Loterias Caixa e a morte na fila

Enquanto eu olhava despretensiosamente para o canto superior da lotérica, onde placas, anúncios de jogo e uma tela promocional dividiam espaço, os sons da Avenida movimentada, dos murmúrios do povo e da chuva torrencial que caía sobre a cidade enchiam meus ouvidos. Por um breve momento havia pausado a música em meus fones e me deparei com a realidade: foi um choque. Mas não um choque extraordinário, um choque com as coisas comuns. O que é mais comum que a fila de uma loteria da Caixa perto da data do vencimento das contas, em um dia de chuva e caos urbano?

Em algum momento, eu passei de adolescente a alguém a quem diziam: “moça, sua vez aí, ó”. E com o boleto na mão, dirigi-me ao lugar do atendimento e suspirei fundo - não de desgosto, mas porque notei que a minha vida, no fim das contas, é bastante cheia dessas coisas. Minhas idas à lotérica, bancos, supermercados e outros lugares comuns andam bem mais frequentes que festas, celebrações e momentos importantíssimos que um dia idealizei, como a formatura na faculdade. Passaria muito tempo no trabalho, aliás. E ninguém nunca sonha com o futuro dizendo: “vou precisar ir pagar as contas dia 10; vou esquecer de comprar o pó de café que acabou; vou esperar vinte minutos pelo ônibus; vou precisar de um remédio de gripe”. Mas é isso o que acontece.

De repente, vi a morte na fila, atrás de mim, meio à espreita.

A vida de um brasileiro dura em média 76 anos – que tem dentro de si 666216 horas, que tem em si 39972960 minutos, que tem em si 2398377600 segundos. Eu não sei nem ler esses números, mas no fim das contas eles parecem tão pequenos que 20 minutos na fila fazem uma diferença enorme, porque de repente, eu consigo ver o relógio que a dona morte traz no pulso, pertinho da mão em que carrega a foice.

A questão é que até a mais extraordinária das vidas é comum na maior parte do tempo, sendo diferenciada apenas por momentos de êxtase e extrema felicidade. Em um Universo de bilhões de anos, com sorte eu vou ter 76 aqui na Terra (e para os que creem, uma eternidade com Deus) e eles vão ser comuns. A maior parte desse tempo vai ser lutando contra alguma coisa – seja contra o tédio e a irritação da fila, seja contra as poças d´água no caminho de casa, seja contra uma doença ou um luto. Nós lutamos para viver e vivemos lutamos, sendo que na maior parte do tempo achamos não estar em busca de nada específico. E aí os segundo passam.

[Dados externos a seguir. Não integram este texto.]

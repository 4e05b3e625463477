pub mod config;
pub mod logging;

// Core engine modules
pub mod driver;
pub mod error;
pub mod extract;
pub mod fetch;
pub mod job;
pub mod merge;
pub mod names;
pub mod phase;
pub mod publish;
pub mod retry;
pub mod storage;
pub mod store;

No fim, somos uma expectativa de “adeus” entre sete bilhões. Um entre tantos que viveram a vida comum de filas, supermercados e momentos felizes, com ou sem grandes pretensões. Minha grande escolha é viver cavando pelo extraordinário, até nessas horas. Sou incapaz de aceitar que “o mundo como ele é” seja esse mundo. Pra mim, isso aqui é uma enganação. Deve ser por isso que cada um tem um Universo girando em torno de si, onde monstros e miragens ganham nomes e dão algum sentido às coisas. No fim das contas, todo mundo acaba procurando um senhor para servir e uma causa para dar a vida. Entendendo isso ou não, nós os elegemos. Nem que sejamos, nós mesmos, o senhor e a causa.

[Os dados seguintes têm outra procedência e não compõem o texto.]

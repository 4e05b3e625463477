//! Merge strategy and container selection.

use std::ffi::OsString;
use std::path::Path;

/// Output container for a merged file.
#[derive(Debug, Clone, Copy, PartialEq, Eq)]
pub enum Container {
    Mp4,
    Webm,
    Mkv,
}

impl Container {
    pub fn ext(self) -> &'static str {
        match self {
            Container::Mp4 => "mp4",
            Container::Webm => "webm",
            Container::Mkv => "mkv",
        }
    }

    pub fn mime(self) -> &'static str {
        match self {
            Container::Mp4 => "video/mp4",
            Container::Webm => "video/webm",
            Container::Mkv => "video/x-matroska",
        }
    }

    /// Container implied by the video stream's own extension.
    pub fn for_video_ext(ext: &str) -> Container {
        match ext.to_ascii_lowercase().as_str() {
            "mp4" | "m4v" | "mov" => Container::Mp4,
            "webm" => Container::Webm,
            _ => Container::Mkv,
        }
    }
}

/// How ffmpeg is invoked for the mux.
#[derive(Debug, Clone, Copy, PartialEq, Eq)]
pub enum MergeStrategy {
    /// Plain stream copy, no remapping. Tolerant of odd inputs.
    Simple,
    /// Explicit stream mapping with timestamp regeneration. Produces
    /// cleaner files but chokes on some codec/container pairs.
    Advanced,
}

impl MergeStrategy {
    pub fn other(self) -> MergeStrategy {
        match self {
            MergeStrategy::Simple => MergeStrategy::Advanced,
            MergeStrategy::Advanced => MergeStrategy::Simple,
        }
    }

    pub fn as_str(self) -> &'static str {
        match self {
            MergeStrategy::Simple => "simple",
            MergeStrategy::Advanced => "advanced",
        }
    }
}

// Codec families that misbehave when stream-copied into mp4. Matched as
// prefixes: yt-dlp reports e.g. "av01.0.08M.08" and "vp9.2".
const FRAGILE_VIDEO: &[&str] = &["av01", "av1", "vp9", "vp09", "hev1", "hvc1", "hevc"];
const FRAGILE_AUDIO_IN_MP4: &[&str] = &["opus", "vorbis"];

fn matches_any(codec: &str, families: &[&str]) -> bool {
    let lower = codec.to_ascii_lowercase();
    families.iter().any(|f| lower.starts_with(f))
}

/// Picks the initial strategy and container for a codec pair.
///
/// Fragile codec combinations are routed to the simple strategy and an mkv
/// container, which accepts anything; everything else keeps the requested
/// container and starts with the advanced strategy.
pub fn choose(
    vcodec: Option<&str>,
    acodec: Option<&str>,
    requested: Container,
) -> (MergeStrategy, Container) {
    let fragile_video = vcodec.map(|c| matches_any(c, FRAGILE_VIDEO)).unwrap_or(false);
    let fragile_audio = requested == Container::Mp4
        && acodec
            .map(|c| matches_any(c, FRAGILE_AUDIO_IN_MP4))
            .unwrap_or(false);

    if fragile_video || fragile_audio {
        (MergeStrategy::Simple, Container::Mkv)
    } else {
        (MergeStrategy::Advanced, requested)
    }
}

/// Builds the ffmpeg argument list for one mux attempt.
pub fn command_args(
    strategy: MergeStrategy,
    container: Container,
    video: &Path,
    audio: &Path,
    out: &Path,
) -> Vec<OsString> {
    let mut args: Vec<OsString> = Vec::new();
    args.push("-y".into());
    if strategy == MergeStrategy::Advanced {
        args.push("-fflags".into());
        args.push("+genpts".into());
    }
    args.push("-i".into());
    args.push(video.as_os_str().to_os_string());
    args.push("-i".into());
    args.push(audio.as_os_str().to_os_string());
    match strategy {
        MergeStrategy::Simple => {
            args.push("-c".into());
            args.push("copy".into());
            args.push("-shortest".into());
        }
        MergeStrategy::Advanced => {
            args.push("-map".into());
            args.push("0:v:0".into());
            args.push("-map".into());
            args.push("1:a:0".into());
            args.push("-c".into());
            args.push("copy".into());
            args.push("-shortest".into());
            args.push("-max_interleave_delta".into());
            args.push("500000".into());
            if container == Container::Mp4 {
                args.push("-movflags".into());
                args.push("+faststart".into());
            }
        }
    }
    args.push("-loglevel".into());
    args.push("info".into());
    args.push(out.as_os_str().to_os_string());
    args
}

#[cfg(test)]
mod tests {
    use super::*;
    use std::path::PathBuf;

    #[test]
    fn container_from_video_ext() {
        assert_eq!(Container::for_video_ext("mp4"), Container::Mp4);
        assert_eq!(Container::for_video_ext("MOV"), Container::Mp4);
        assert_eq!(Container::for_video_ext("webm"), Container::Webm);
        assert_eq!(Container::for_video_ext("flv"), Container::Mkv);
    }

    #[test]
    fn clean_codecs_keep_requested_container() {
        let (s, c) = choose(Some("avc1.640028"), Some("mp4a.40.2"), Container::Mp4);
        assert_eq!(s, MergeStrategy::Advanced);
        assert_eq!(c, Container::Mp4);
    }

    #[test]
    fn fragile_video_forces_simple_mkv() {
        for codec in ["av01.0.08M.08", "vp9.2", "hev1.1.6.L93.B0"] {
            let (s, c) = choose(Some(codec), Some("mp4a.40.2"), Container::Mp4);
            assert_eq!(s, MergeStrategy::Simple, "codec {}", codec);
            assert_eq!(c, Container::Mkv, "codec {}", codec);
        }
    }

    #[test]
    fn opus_in_mp4_forces_simple_mkv() {
        let (s, c) = choose(Some("avc1.640028"), Some("opus"), Container::Mp4);
        assert_eq!(s, MergeStrategy::Simple);
        assert_eq!(c, Container::Mkv);
    }

    #[test]
    fn opus_in_webm_is_fine() {
        let (s, c) = choose(Some("avc1.640028"), Some("opus"), Container::Webm);
        assert_eq!(s, MergeStrategy::Advanced);
        assert_eq!(c, Container::Webm);
    }

    #[test]
    fn advanced_mp4_args_include_faststart() {
        let args = command_args(
            MergeStrategy::Advanced,
            Container::Mp4,
            &PathBuf::from("v.mp4"),
            &PathBuf::from("a.m4a"),
            &PathBuf::from("out.mp4"),
        );
        let flat: Vec<String> = args
            .iter()
            .map(|a| a.to_string_lossy().into_owned())
            .collect();
        assert!(flat.contains(&"+faststart".to_string()));
        assert!(flat.contains(&"+genpts".to_string()));
        assert!(flat.contains(&"0:v:0".to_string()));
    }

    #[test]
    fn simple_args_are_plain_copy() {
        let args = command_args(
            MergeStrategy::Simple,
            Container::Mkv,
            &PathBuf::from("v.webm"),
            &PathBuf::from("a.webm"),
            &PathBuf::from("out.mkv"),
        );
        let flat: Vec<String> = args
            .iter()
            .map(|a| a.to_string_lossy().into_owned())
            .collect();
        assert!(!flat.contains(&"-map".to_string()));
        assert!(flat.contains(&"copy".to_string()));
        assert_eq!(flat.last().map(String::as_str), Some("out.mkv"));
    }
}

O dia na lotérica me convenceu de que, dentre tantas outras razões, eu acredito em Deus porque não acho que tenhamos sido feitos para morrer. É incrível viver, mas mais incrível ainda é termos sido criados para viver. E porque eu sei bem que o Criador é, nele mesmo, o Senhor e a causa. Por isso, faço meu jogo e jogo minhas apostas no mundo de lá, no além do tempo. Jesus - o que venceu a morte - me contou os números que vencem. Enquanto isso, a mulher me estende o comprovante de pagamento do meu boleto, meus fones voltam aos meus ouvidos e a roda do tempo volta a correr.